La domanda che tanti si pongono è la seguente: arriveranno il freddo (quello vero) e la neve in Italia nelle prossime settimane? Possiamo dire, senza molto timore di essere smentiti, che la grande occasione dell’anno è sfumata. Un treno del genere difficilmente potrà passare di nuovo.
Gli ultimi aggiornamenti meteo ci propongono comunque una svolta proprio negli ultimissimi giorni di Febbraio, con probabile ritorno di un po’ di freddo moderato e neve solo sui rilievi, sino a quote medie. C’è comunque la prospettiva di un Marzo piuttosto altalenante, con possibili colpi di coda dell’Inverno.
Riteniamo sia ancora prematuro far calare il sipario sulla stagione fredda, considerando i colpi che è in grado talvolta di relegare Marzo. Nonostante il cambiamento climatico nulla è da escludere. Talune ondate di gelo marzoline sono in grado di portare la neve anche sulle città di pianura e costiere.
Il grande gelo e le bufere di neve dell’inizio Marzo del 1987
Una clamorosa ondata di gelo colpì l’Italia nel Marzo 1987, senz’altro una delle intense e tardive della nostra storia, soprattutto per intensità. Le irruzioni gelide nel mese di marzo sono eventi non frequenti ma possibili in Italia, e quella del 1987 è entrata nella memoria collettiva.
A scatenare il tutto fu il movimento anomalo dell’anticiclone russo-siberiano, che in quel periodo si spostò più volte verso il Mediterraneo centrale e l’Italia, ma in quelle annate era più frequente. Già nei primi giorni di marzo, il gelo russo iniziò a spingersi verso ovest, arrivando sul territorio italiano.
Le prime aree a risentire dell’espansione del gelo furono i paesi baltici, la Bielorussia e l’Ucraina, e poco dopo la Penisola Balcanica. Le temperature nell’est europeo caddero notevolmente sotto lo zero, e la neve ricoprì nuovamente le pianure.

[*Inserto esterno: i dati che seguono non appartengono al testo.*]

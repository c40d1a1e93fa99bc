//! Storage backends for Cachet.
//!
//! The caching middleware never talks to a storage technology directly. It
//! goes through the narrow [`CacheStore`] contract defined here: string values
//! addressed by key, with an optional time-to-live.
//!
//! # Features
//!
//! - `redis` - Enable the Redis backend
//!
//! # Examples
//!
//! ```
//! use cachet_store::*;
//! use std::time::Duration;
//!
//! # tokio_test::block_on(async {
//! let store = InMemoryCache::new();
//! store.set_json("greeting", "\"hello\"".to_string(), Some(Duration::from_secs(60))).await?;
//!
//! let value: Option<String> = get(&store, "greeting").await?;
//! assert_eq!(value.as_deref(), Some("hello"));
//! # Ok::<(), CacheError>(())
//! # });
//! ```

pub mod config;
pub mod error;
pub mod helpers;
pub mod memory;
pub mod traits;

#[cfg(feature = "redis")]
pub mod redis_cache;

pub use config::{StoreBackend, StoreConfig};
pub use error::{CacheError, CacheResult};
pub use helpers::*;
pub use memory::InMemoryCache;
pub use traits::CacheStore;

#[cfg(feature = "redis")]
pub use redis_cache::RedisCache;

/// Re-export commonly used types
pub mod prelude {
    pub use crate::config::{StoreBackend, StoreConfig};
    pub use crate::error::{CacheError, CacheResult};
    pub use crate::memory::InMemoryCache;
    pub use crate::traits::CacheStore;

    #[cfg(feature = "redis")]
    pub use crate::redis_cache::RedisCache;
}
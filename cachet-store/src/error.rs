//! Error types for cache operations.

use thiserror::Error;

/// Result type for cache operations.
pub type CacheResult<T> = Result<T, CacheError>;

/// Cache-specific errors.
#[derive(Debug, Error)]
pub enum CacheError {
    /// Redis-specific error
    #[cfg(feature = "redis")]
    #[error("Redis error: {0}")]
    Redis(#[from] redis::RedisError),

    /// Serialization error
    #[error("Serialization error: {0}")]
    Serialization(String),

    /// Deserialization error
    #[error("Deserialization error: {0}")]
    Deserialization(String),

    /// Connection error
    #[error("Connection error: {0}")]
    Connection(String),

    /// Configuration error
    #[error("Configuration error: {0}")]
    Config(String),

    /// Operation timeout
    #[error("Operation timeout")]
    Timeout,

    /// Generic error
    #[error("Cache error: {0}")]
    Other(String),
}
//! Cache store trait definition.

use crate::error::CacheResult;
use async_trait::async_trait;
use std::time::Duration;

/// Key-value contract every storage backend implements.
///
/// Values are opaque strings (the middleware stores JSON). A `set_json` with a
/// TTL must make the value unavailable to `get_json` once the TTL has elapsed;
/// exact-to-the-millisecond expiry is not required. Writes are expected to be
/// atomic per key.
#[async_trait]
pub trait CacheStore: Send + Sync {
    /// Get a value from the cache.
    ///
    /// Returns `Ok(Some(value))` if the key exists and has not expired,
    /// `Ok(None)` if not found, or an error if the backend failed.
    async fn get_json(&self, key: &str) -> CacheResult<Option<String>>;

    /// Set a value in the cache.
    ///
    /// # Arguments
    ///
    /// * `key` - The cache key
    /// * `value` - The serialized value
    /// * `ttl` - Time-to-live; `None` keeps the value until it is deleted or evicted
    async fn set_json(&self, key: &str, value: String, ttl: Option<Duration>) -> CacheResult<()>;

    /// Delete a key from the cache. Deleting a missing key is not an error.
    async fn delete(&self, key: &str) -> CacheResult<()>;

    /// Check if a key exists in the cache.
    async fn exists(&self, key: &str) -> CacheResult<bool>;

    /// Clear all keys from the cache.
    ///
    /// **Warning:** This operation may be destructive and affect all keys.
    async fn clear(&self) -> CacheResult<()>;

    /// Get the remaining time-to-live of a key.
    ///
    /// Returns `Ok(None)` if the key has no expiration or doesn't exist.
    async fn ttl(&self, key: &str) -> CacheResult<Option<Duration>>;

    /// Get multiple keys in parallel.
    ///
    /// Returns values in the same order as the input keys.
    async fn get_many(&self, keys: &[&str]) -> CacheResult<Vec<Option<String>>> {
        use futures::future::try_join_all;

        let futures = keys.iter().map(|key| self.get_json(key));
        try_join_all(futures).await
    }

    /// Delete multiple keys in parallel.
    async fn delete_many(&self, keys: &[&str]) -> CacheResult<()> {
        use futures::future::try_join_all;

        let futures = keys.iter().map(|key| self.delete(key));
        try_join_all(futures).await?;
        Ok(())
    }
}
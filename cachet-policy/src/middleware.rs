//! Caching middleware.

use crate::cacheability::{RequestCacheability, ResponseCacheability};
use crate::config::CachePolicy;
use crate::directives::{Directives, MAX_DELTA_SECONDS};
use crate::entry::{CacheEntry, EntryStore, X_CACHE, unix_now};
use crate::invalidation::CacheInvalidator;
use crate::key::CacheKey;
use crate::merge::{apply_directives, merge, patch_cache_control};
use crate::ttl::{Ttl, resolve_ttl};
use async_trait::async_trait;
use cachet_core::{Error, HttpRequest, HttpResponse, Middleware, Next};
use cachet_store::CacheStore;
use std::sync::Arc;
use std::time::{Duration, SystemTime};
use tracing::{debug, trace, warn};

/// Request header set by a [`CacheMiddleware`] on the request it forwards.
/// A second cache layer further down the chain sees it and steps aside, so
/// one response is never looked up or stored twice.
pub const CACHE_LAYER_HEADER: &str = "X-Cachet-Layer";

/// Serves and stores responses according to a [`CachePolicy`].
///
/// Failures of the store never fail a request: the response is served as if
/// caching were off.
///
/// # Examples
///
/// ```
/// use cachet_core::{handler, HttpRequest, HttpResponse, MiddlewareChain};
/// use cachet_policy::{CacheMiddleware, CachePolicy};
/// use cachet_store::InMemoryCache;
/// use std::sync::Arc;
///
/// # tokio_test::block_on(async {
/// let mut chain = MiddlewareChain::new();
/// chain.use_middleware(CacheMiddleware::new(
///     CachePolicy::default(),
///     Arc::new(InMemoryCache::new()),
/// ));
///
/// let app = handler(|_req| async { Ok(HttpResponse::text("hello")) });
/// let first = chain.apply(HttpRequest::new("GET".into(), "/".into()), app.clone()).await.unwrap();
/// let second = chain.apply(HttpRequest::new("GET".into(), "/".into()), app).await.unwrap();
///
/// assert_eq!(first.header("X-Cache"), Some("miss"));
/// assert_eq!(second.header("X-Cache"), Some("hit"));
/// # });
/// ```
#[derive(Debug, Clone)]
pub struct CacheMiddleware {
    policy: Arc<CachePolicy>,
    store: EntryStore,
}

impl CacheMiddleware {
    pub fn new(policy: CachePolicy, store: Arc<dyn CacheStore>) -> Self {
        Self::with_shared_policy(Arc::new(policy), store)
    }

    pub fn with_shared_policy(policy: Arc<CachePolicy>, store: Arc<dyn CacheStore>) -> Self {
        let store = EntryStore::new(store).with_timeout(policy.store_timeout);
        Self { policy, store }
    }

    pub fn policy(&self) -> &CachePolicy {
        &self.policy
    }

    /// An invalidator over the same policy and store.
    pub fn invalidator(&self) -> CacheInvalidator {
        CacheInvalidator::from_parts(self.policy.clone(), self.store.clone())
    }

    async fn learned_vary(&self, head: &HttpRequest) -> (CacheKey, Vec<String>) {
        let keys = &self.policy.keys;
        let vary_key = keys.vary_key(&keys.describe(head, &[]));
        let learned = match self.store.learned_vary(&vary_key).await {
            Ok(learned) => learned,
            Err(e) => {
                warn!(key = %vary_key, error = %e, "Vary lookup failed");
                Vec::new()
            }
        };
        (vary_key, learned)
    }

    /// Pass a state-changing request through, then drop the cached resource
    /// if the handler succeeded.
    async fn send_then_invalidate(&self, req: HttpRequest, next: Next) -> Result<HttpResponse, Error> {
        let head = request_head(&req);
        let response = next(mark_cached(req)).await?;

        if (200..400).contains(&response.status) {
            if let Err(e) = self.invalidator().invalidate_resource(&head).await {
                warn!(path = %head.path, error = %e, "Cache invalidation failed");
            }
        }
        Ok(response)
    }

    /// Try to store a response; returns it patched for storage on success, or
    /// untouched when it is not stored.
    async fn store_response(
        &self,
        head: &HttpRequest,
        mut response: HttpResponse,
        route_ttl: Option<Ttl>,
        vary_key: &CacheKey,
        learned: &[String],
    ) -> HttpResponse {
        let policy = &self.policy;

        if let ResponseCacheability::NotStorable(reason) =
            ResponseCacheability::evaluate(head, &response, policy)
        {
            debug!(path = %head.path, status = response.status, reason = %reason, "Response not cacheable");
            return response;
        }

        let directives = Directives::from_response(&response);
        let ttl = resolve_ttl(&directives, route_ttl, policy.default_ttl);
        if ttl.is_zero() {
            debug!(path = %head.path, "Zero TTL, not caching");
            return response;
        }

        let vary = response_vary(&response);
        let recorded = if !vary.is_empty() {
            self.store.remember_vary(vary_key, &vary, ttl).await
        } else if !learned.is_empty() {
            self.store.delete(vary_key).await
        } else {
            Ok(())
        };
        if let Err(e) = recorded {
            warn!(key = %vary_key, error = %e, "Could not record Vary, not caching");
            return response;
        }

        let keys = &policy.keys;
        let descriptor = keys.describe(head, &vary);
        let key = keys.build_key(&descriptor);

        let original_cache_control = response.header("Cache-Control").map(str::to_string);
        if let Some(secs) = ttl.advertised_secs() {
            let lifetime = secs.min(MAX_DELTA_SECONDS);
            if directives.freshness().is_none() {
                let max_age = Directives {
                    max_age: Some(lifetime),
                    ..Directives::default()
                };
                apply_directives(&mut response, &merge(&max_age, &directives));
            }
            if let Some(expires) = SystemTime::now().checked_add(Duration::from_secs(lifetime)) {
                response.set_header("Expires", httpdate::fmt_http_date(expires));
            }
        }
        response.set_header(X_CACHE, "miss");

        let keyed_on = descriptor.vary.into_iter().map(|(name, _)| name).collect();
        let entry = CacheEntry::from_response(&response, ttl, keyed_on);
        match self.store.set(&key, &entry, ttl).await {
            Ok(()) => {
                debug!(key = %key, path = %head.path, ttl = %ttl, "Stored response");
            }
            Err(e) => {
                warn!(key = %key, error = %e, "Cache write failed");
                response.remove_header(X_CACHE);
                response.remove_header("Expires");
                match original_cache_control {
                    Some(value) => response.set_header("Cache-Control", value),
                    None => {
                        response.remove_header("Cache-Control");
                    }
                }
            }
        }
        response
    }
}

#[async_trait]
impl Middleware for CacheMiddleware {
    async fn handle(&self, req: HttpRequest, next: Next) -> Result<HttpResponse, Error> {
        let policy = self.policy.clone();

        if req.has_header(CACHE_LAYER_HEADER) {
            warn!(path = %req.path, "Request already passed a cache layer, skipping this one");
            return next(req).await;
        }

        if !policy.should_consider(&req.path) {
            trace!(path = %req.path, "Path excluded from caching");
            return next(req).await;
        }

        if !RequestCacheability::is_eligible_method(&req.method) {
            if RequestCacheability::is_invalidating_method(&req.method) {
                return self.send_then_invalidate(req, next).await;
            }
            debug!(method = %req.method, path = %req.path, "Method bypasses cache");
            return next(req).await;
        }

        let request_policy = RequestCacheability::evaluate(&req);
        let head = request_head(&req);
        let req = mark_cached(req);
        let route = policy.route_for(&req.path);
        let (vary_key, learned) = self.learned_vary(&head).await;

        if request_policy.can_serve_from_cache() {
            let key = policy.keys.build_key(&policy.keys.describe(&head, &learned));
            match self.store.get(&key).await {
                Ok(Some(entry)) => {
                    debug!(key = %key, method = %head.method, path = %head.path, "Cache hit");
                    let mut response = entry.to_response(unix_now());
                    if head.method.eq_ignore_ascii_case("HEAD") {
                        response.body.clear();
                    }
                    return Ok(response);
                }
                Ok(None) => {
                    debug!(key = %key, method = %head.method, path = %head.path, "Cache miss");
                }
                Err(e) => {
                    warn!(key = %key, error = %e, "Cache lookup failed, treating as miss");
                }
            }
        } else {
            debug!(path = %head.path, "Request directives skip cache lookup");
        }

        let mut response = next(req).await?;

        if let Some(route) = route {
            if !route.directives.is_empty() {
                patch_cache_control(&mut response, &route.directives);
            }
        }

        if !request_policy.can_write_to_cache() {
            return Ok(response);
        }

        Ok(self
            .store_response(&head, response, route.and_then(|r| r.ttl), &vary_key, &learned)
            .await)
    }
}

/// Merges a fixed directive set into every response's `Cache-Control`.
///
/// Useful on its own to steer downstream caches, or in front of handlers that
/// never set caching headers.
#[derive(Debug, Clone)]
pub struct CacheControlMiddleware {
    directives: Directives,
}

impl CacheControlMiddleware {
    pub fn new(directives: Directives) -> Self {
        Self { directives }
    }

    pub fn directives(&self) -> &Directives {
        &self.directives
    }
}

#[async_trait]
impl Middleware for CacheControlMiddleware {
    async fn handle(&self, req: HttpRequest, next: Next) -> Result<HttpResponse, Error> {
        let mut response = next(req).await?;
        patch_cache_control(&mut response, &self.directives);
        Ok(response)
    }
}

/// Copy of the request without its body, kept for decisions made after the
/// handler consumed the request.
fn request_head(req: &HttpRequest) -> HttpRequest {
    HttpRequest {
        method: req.method.clone(),
        path: req.path.clone(),
        headers: req.headers.clone(),
        body: Vec::new(),
        query_params: req.query_params.clone(),
    }
}

fn mark_cached(req: HttpRequest) -> HttpRequest {
    req.with_header(CACHE_LAYER_HEADER, "1")
}

/// Lower-cased header names from the response's `Vary`.
fn response_vary(response: &HttpResponse) -> Vec<String> {
    let mut names: Vec<String> = Vec::new();
    if let Some(vary) = response.header("Vary") {
        for name in vary.split(',') {
            let name = name.trim().to_ascii_lowercase();
            if !name.is_empty() && !names.contains(&name) {
                names.push(name);
            }
        }
    }
    names
}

Dal 3 Marzo il freddo siberiano invase il Mediterraneo centrale e l’Italia.
Sulle regioni settentrionali questa corrente portò un freddo pungente ma asciutto, mentre nel Centro e Sud del paese si manifestò l’instabilità di questo flusso con temperature a 1500 metri che toccarono i –12°C tra il 6 e l’8 marzo lungo l’Adriatico, inclusa la Puglia. In queste regioni si ebbero giornate di gelo intenso.
A questo si aggiunsero significative nevicate, che raggiunsero persino le coste. Lecce vide accumuli di 30cm, ma fu nelle zone interne che si registrarono quantità record di neve, con fino a 80cm a Castellana Grotte e più di mezzo metro a Turi. Il gelo e la neve colpirono anche il lato tirrenico del Centro-Sud Italia.
Firenze vide cadere fino a 20cm di neve il 16 marzo, con effetti simili in tutta la Toscana. Nevicate si verificarono ripetutamente anche a Potenza, e singoli eventi di neve toccarono Napoli, Crotone e Palermo, segnando un marzo memorabile per l’eccezionalità del freddo e di queste straordinarie ingenti nevicate.